Acting Attorney Andrew J. Bruck and New Jersey State Police Colonel Patrick J. Callahan recently announced the beginning of a pilot program that pairs a New Jersey State Police law enforcement Trooper with a certified mental health screener to respond together to 9-1-1 calls for behavioral health crises. The initiative, known as ARRIVE Together (“Alternative Responses to Reduce Instances of Violence & Escalation”), will be operated out of State Police’s Cumberland County stations based in Bridgeton and Port Norris.

Across New Jersey, two out of every three uses of force by law enforcement involve a civilian identified as either suffering from mental illness or who is under the influence. Over half of all fatal police encounters occur in similar circumstances. The ARRIVE Together Initiative is a recognition that these numbers are unacceptable, and a step towards improving those outcomes.

Certified mental health screeners are state-funded roles that operate in all New Jersey counties. The Cumberland County Guidance Center runs the crisis intervention and psychiatric screening program that is partnering with State Police in the ARRIVE Together Initiative. A Guidance Center screener will travel with a State Police Trooper in the Trooper’s vehicle to respond to 9-1-1 calls for service relating to mental, emotional, or behavioral crises during the pilot shifts that originate in State Police’s Cumberland County areas of responsibility. Such calls for service will include mental health incidents, confused or disoriented persons, welfare checks, and suicide watch.

The Rutgers School of Public Health will perform an assessment, led by Dean Perry N. Halkitis of the pilot program in order to identify strengths and weaknesses. In the course of the assessment, Rutgers will interview both participating troopers and screeners after their shifts responding to behavioral health emergencies, as well as review data relating to the qualifying calls for service. After gathering and reviewing the data, Rutgers will provide an objective and independent evaluation of the pilot that will help determine subsequent phases of the ARRIVE Together Initiative.

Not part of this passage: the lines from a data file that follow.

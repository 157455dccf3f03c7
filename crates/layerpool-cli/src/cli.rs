use std::path::PathBuf;

use clap::{Parser, Subcommand};

/// Operator and demo front end for the layered task-pool dispatcher.
#[derive(Debug, Parser)]
#[command(name = "layerpool", version, about)]
pub struct CliArgs {
    /// Log filter used when RUST_LOG is unset.
    #[arg(long, env = "LAYERPOOL_LOG", default_value = "info", global = true)]
    pub log: String,

    #[command(subcommand)]
    pub command: Command,
}

#[derive(Debug, Subcommand)]
pub enum Command {
    /// Print the per-layer pool sizing table.
    Layers {
        /// CPU count to size for (defaults to the detected count).
        #[arg(long)]
        cpus: Option<usize>,
    },

    /// Run simulated work through every layer and print metrics as JSON.
    Demo {
        /// TOML dispatcher config.
        #[arg(long)]
        config: Option<PathBuf>,

        /// Number of tasks to submit.
        #[arg(long, default_value_t = 200)]
        tasks: usize,

        /// Percentage of attempts that fail.
        #[arg(long, default_value_t = 10, value_parser = clap::value_parser!(u8).range(0..=100))]
        fail_rate: u8,
    },
}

“I thank Acting Attorney General Bruck for bringing the ARRIVE Together program to Cumberland County,” said Cumberland County Prosecutor Jennifer Webb-McRae. “A police officer having the assistance of a mental health professional when called to a crisis promotes safety during the encounter and is a step towards long term well-being for the person in crisis. Cumberland County stands ready to support this important initiative which truly reimagines what public safety will look like in the 21st century.”

“The Rutgers School of Public Health is a leading and modern school that is directed by the tenets of health equity and social justice,” said Perry N. Halkitis, Dean of the Rutgers School of Public Health. “Working with the state, an evaluation team of faculty and students will assist the AG and state police to gather and interpret robust data to inform their decision making about this innovative program. This initiative builds on the pillars that define our school—effective research, sincere community engagement, and active and modern learning.”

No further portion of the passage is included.